Nossos valores

A Qualidade

A qualidade das pessoas, do ponto de vista da Flamigni, é feita de competência e paixão pelo próprio trabalho, mas também de capacidade de colaboração e lealdade. Não há pressa quando se trata de encontrar, ou melhor, de formar pessoas com estas características, que na Flamigni são as mais apreciadas.
Buscar – e encontrar – ingredientes de qualidade é uma das tarefas mais desafiadoras. É necessário conhecer o mercado, conhecer os produtos, ter bom gosto, ter uma boa capacidade de investimento. Todas estas qualidades são construídas ao longo do tempo. E desde 1930 a Flamigni se dedica a alcançar os seus objectivos actuais.
As preparações mais cuidadosas são as mais lentas. Não é de admirar-se: são as que tratam com mais atenção os ingredientes, para exaltar as duas qualidades organolépticas. Algo significa se na Flamigni a colocação da clara de ovo em um cozimento de torrão quebradiço dura uma hora e vinte minutos e o seu cozimento em banho-maria dura quatro horas.

A Beleza

A originalidade, a novidade, o frescor, a diferença são apenas os pontos cardinais que animam os pesquisadores Flamigni. Os materiais e os objectos, de facto, provêm de todo o mundo, graças a participação nas mais interessantes feiras internacionais.
Na Flamigni, o artesanato chega à embalagem: uma equipa inteira embrulha a mão ou introduz manualmente os doces nas suas embalagens, estudadas nos mínimos detalhes. Um último toque de personalidade a um presente especial.
Para projectar as embalagens Flamigni está, junto à Família Buli, Ermanno Venturelli, um artista que coloca toda a sua inspiração de ceramista da escola de Faenza ao serviço da arte do presente. Imagens, padrões, combinações de cores resultantes da sua sensibilidade e dos seus pincéis.
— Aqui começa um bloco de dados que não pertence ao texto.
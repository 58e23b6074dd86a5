//! Bounded worker pool for best-effort storage cleanup.
//!
//! A fixed number of workers drain one bounded queue. Submitting to a full
//! queue fails immediately rather than spawning more work, so a burst of
//! profile edits cannot fan out into unbounded outbound requests.

use std::sync::atomic::{AtomicU64, Ordering};
use std::sync::Arc;
use std::time::Duration;

use tokio::sync::{mpsc, Mutex};

/// Per-request timeout for storage calls.
const REQUEST_TIMEOUT: Duration = Duration::from_secs(10);

const PUBLIC_OBJECT_PREFIX: &str = "/storage/v1/object/public/";

#[derive(Debug, thiserror::Error)]
pub enum CleanupError {
    #[error("cleanup queue is full")]
    QueueFull,
    #[error("cleanup pool is shut down")]
    Closed,
    #[error("storage is not configured")]
    NotConfigured,
    #[error("storage request failed: {0}")]
    Http(#[from] reqwest::Error),
    #[error("storage returned status {0}")]
    Status(u16),
}

/// Storage API that uploaded objects live in.
#[derive(Debug, Clone, PartialEq, Eq)]
pub struct StorageTarget {
    pub base_url: String,
    pub service_key: String,
}

#[derive(Debug, Clone, PartialEq, Eq)]
pub enum CleanupJob {
    DeleteStoredObject { bucket: String, path: String },
}

impl CleanupJob {
    /// Parse `{base}/storage/v1/object/public/{bucket}/{path}`.
    /// Returns None for URLs outside the storage API or without a path.
    pub fn from_public_url(base_url: &str, url: &str) -> Option<Self> {
        let prefix = format!("{}{}", base_url.trim_end_matches('/'), PUBLIC_OBJECT_PREFIX);
        let key = url.strip_prefix(&prefix)?;
        let (bucket, path) = key.split_once('/')?;
        if bucket.is_empty() || path.is_empty() {
            return None;
        }
        Some(CleanupJob::DeleteStoredObject {
            bucket: bucket.to_string(),
            path: path.to_string(),
        })
    }
}

#[derive(Default)]
struct Counters {
    completed: AtomicU64,
    failures: AtomicU64,
}

#[derive(Clone)]
pub struct CleanupPool {
    tx: mpsc::Sender<CleanupJob>,
    // Keeps the queue open even when no worker holds it.
    _rx: Arc<Mutex<mpsc::Receiver<CleanupJob>>>,
    counters: Arc<Counters>,
}

impl CleanupPool {
    /// Spawn `workers` tasks sharing a queue of depth `queue`.
    pub fn spawn(
        workers: usize,
        queue: usize,
        target: Option<StorageTarget>,
    ) -> Result<Self, CleanupError> {
        let client = reqwest::Client::builder().timeout(REQUEST_TIMEOUT).build()?;
        let (tx, rx) = mpsc::channel(queue.max(1));
        let rx = Arc::new(Mutex::new(rx));
        let counters = Arc::new(Counters::default());
        let target = target.map(Arc::new);

        for worker in 0..workers {
            let rx = rx.clone();
            let counters = counters.clone();
            let client = client.clone();
            let target = target.clone();
            tokio::spawn(async move {
                loop {
                    // Hold the receiver lock only while waiting for the next job.
                    let job = { rx.lock().await.recv().await };
                    let Some(job) = job else { break };

                    match run_job(&client, target.as_deref(), &job).await {
                        Ok(()) => {
                            counters.completed.fetch_add(1, Ordering::Relaxed);
                            tracing::debug!(worker, job = ?job, "Cleanup job done");
                        }
                        Err(e) => {
                            counters.failures.fetch_add(1, Ordering::Relaxed);
                            tracing::warn!(worker, job = ?job, error = %e, "Cleanup job failed");
                        }
                    }
                }
            });
        }

        Ok(Self {
            tx,
            _rx: rx,
            counters,
        })
    }

    pub fn submit(&self, job: CleanupJob) -> Result<(), CleanupError> {
        self.tx.try_send(job).map_err(|e| match e {
            mpsc::error::TrySendError::Full(_) => CleanupError::QueueFull,
            mpsc::error::TrySendError::Closed(_) => CleanupError::Closed,
        })
    }

    pub fn completed(&self) -> u64 {
        self.counters.completed.load(Ordering::Relaxed)
    }

    pub fn failures(&self) -> u64 {
        self.counters.failures.load(Ordering::Relaxed)
    }
}

async fn run_job(
    client: &reqwest::Client,
    target: Option<&StorageTarget>,
    job: &CleanupJob,
) -> Result<(), CleanupError> {
    let target = target.ok_or(CleanupError::NotConfigured)?;
    match job {
        CleanupJob::DeleteStoredObject { bucket, path } => {
            let url = format!(
                "{}/storage/v1/object/{}/{}",
                target.base_url.trim_end_matches('/'),
                bucket,
                path
            );
            let resp = client
                .delete(&url)
                .bearer_auth(&target.service_key)
                .header("apikey", &target.service_key)
                .send()
                .await?;
            if !resp.status().is_success() {
                return Err(CleanupError::Status(resp.status().as_u16()));
            }
            Ok(())
        }
    }
}

#[cfg(test)]
mod tests {
    use super::*;
    use axum::{extract::Path, http::HeaderMap, http::StatusCode, routing::delete, Router};
    use std::sync::Mutex as StdMutex;

    type Seen = Arc<StdMutex<Vec<(String, String, String)>>>;

    async fn fake_storage(status: StatusCode) -> (String, Seen) {
        let seen: Seen = Arc::default();
        let record = seen.clone();
        let app = Router::new().route(
            "/storage/v1/object/{*key}",
            delete(move |Path(key): Path<String>, headers: HeaderMap| {
                let record = record.clone();
                async move {
                    let header = |name: &str| {
                        headers
                            .get(name)
                            .and_then(|v| v.to_str().ok())
                            .unwrap_or_default()
                            .to_string()
                    };
                    record
                        .lock()
                        .unwrap()
                        .push((key, header("authorization"), header("apikey")));
                    status
                }
            }),
        );
        let listener = tokio::net::TcpListener::bind("127.0.0.1:0").await.unwrap();
        let addr = listener.local_addr().unwrap();
        tokio::spawn(async move {
            axum::serve(listener, app).await.unwrap();
        });
        (format!("http://{}", addr), seen)
    }

    async fn wait_for(pool: &CleanupPool, total: u64) {
        tokio::time::timeout(Duration::from_secs(5), async {
            while pool.completed() + pool.failures() < total {
                tokio::time::sleep(Duration::from_millis(10)).await;
            }
        })
        .await
        .expect("jobs finished in time");
    }

    #[test]
    fn test_parse_public_url() {
        let job = CleanupJob::from_public_url(
            "https://proj.example.co/",
            "https://proj.example.co/storage/v1/object/public/avatars/u/1/me.png",
        );
        assert_eq!(
            job,
            Some(CleanupJob::DeleteStoredObject {
                bucket: "avatars".into(),
                path: "u/1/me.png".into(),
            })
        );
    }

    #[test]
    fn test_parse_rejects_foreign_urls() {
        let base = "https://proj.example.co";
        assert!(CleanupJob::from_public_url(base, "https://cdn.other/x.png").is_none());
        assert!(CleanupJob::from_public_url(
            base,
            "https://proj.example.co/storage/v1/object/public/avatars"
        )
        .is_none());
        assert!(CleanupJob::from_public_url(
            base,
            "https://proj.example.co/storage/v1/object/public//x.png"
        )
        .is_none());
    }

    #[tokio::test]
    async fn test_job_deletes_with_service_key() {
        let (base, seen) = fake_storage(StatusCode::OK).await;
        let pool = CleanupPool::spawn(
            2,
            4,
            Some(StorageTarget {
                base_url: base,
                service_key: "svc".into(),
            }),
        )
        .unwrap();

        pool.submit(CleanupJob::DeleteStoredObject {
            bucket: "avatars".into(),
            path: "u/1/old.png".into(),
        })
        .unwrap();
        wait_for(&pool, 1).await;

        assert_eq!(pool.completed(), 1);
        assert_eq!(pool.failures(), 0);
        let seen = seen.lock().unwrap();
        assert_eq!(
            seen.as_slice(),
            &[(
                "avatars/u/1/old.png".to_string(),
                "Bearer svc".to_string(),
                "svc".to_string()
            )]
        );
    }

    #[tokio::test]
    async fn test_error_status_is_counted_as_failure() {
        let (base, _seen) = fake_storage(StatusCode::FORBIDDEN).await;
        let pool = CleanupPool::spawn(
            1,
            4,
            Some(StorageTarget {
                base_url: base,
                service_key: "svc".into(),
            }),
        )
        .unwrap();
        pool.submit(CleanupJob::DeleteStoredObject {
            bucket: "b".into(),
            path: "p".into(),
        })
        .unwrap();
        wait_for(&pool, 1).await;
        assert_eq!(pool.failures(), 1);
    }

    #[tokio::test]
    async fn test_unconfigured_pool_fails_jobs() {
        let pool = CleanupPool::spawn(1, 4, None).unwrap();
        pool.submit(CleanupJob::DeleteStoredObject {
            bucket: "b".into(),
            path: "p".into(),
        })
        .unwrap();
        wait_for(&pool, 1).await;
        assert_eq!(pool.failures(), 1);
        assert_eq!(pool.completed(), 0);
    }

    #[tokio::test]
    async fn test_full_queue_rejects_submit() {
        // No workers: nothing drains the queue.
        let pool = CleanupPool::spawn(0, 2, None).unwrap();
        let job = CleanupJob::DeleteStoredObject {
            bucket: "b".into(),
            path: "p".into(),
        };
        pool.submit(job.clone()).unwrap();
        pool.submit(job.clone()).unwrap();
        assert!(matches!(pool.submit(job), Err(CleanupError::QueueFull)));
    }
}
Trabalha com o mesmo espírito com o qual realizaria um serviço de mesa ou uma coleção de moda.

As Paixões

A história da Flamigni é a história de uma família, que ao longo de três gerações cultivou duas grandes paixões profissionais: o torrão e o panetone. Aparentemente, não poderiam ser mais diferentes: são o mais duro e o mais macio dos doces. Em realidade, possuem inúmeras características em comum: compartilham origens antigas, estão ligadas às comemorações, representam dois pilares do património gastronómico do nosso país. Duas obras-primas a defender, a redescobrir e também a reinterpretar, mas sempre respeitando as tradições.

os territórios

O território onde a Flamigni nasceu é célebre pelo cultivo de frutos e verduras que abastecem os mercados de toda a Itália e é apreciado pelas especialidades gastronómicas que implicam grande manualidade, como os cappellettis, os tagliatelles, os strozzapretis, a piadina. Esta terra fértil possui também uma ligação tradicional com o torrão. Em 25 de novembro, durante a feira de Santa Catarina celebrada em Forlì, é tradicional presentear um às meninas. Desta tradição pode ter nascido a preferência especial da Flamigni pelo torrão.
Nas colinas ao redor de Alba são produzidas algumas das melhores uvas de vinho do mundo, extraordinárias avelãs redondas e do tipo que são utilizadas para o creme de gianduja e trufas mais procuradas da Itália. A gastronomia desta área depende de excelentes matérias primas e tem gerado grandes especialidades como os tajarin e os anholotis ao plin. Se a Flamigni implantou aqui o seu estabelecimento para o panetone, é porque entre os mestres do sector de levedados há uma grande competência profissional e um cuidado no tratamento dos ingredientes incomuns.

Porque na Flamigni a inovação está presente, mas apenas quando realmente melhora as coisas.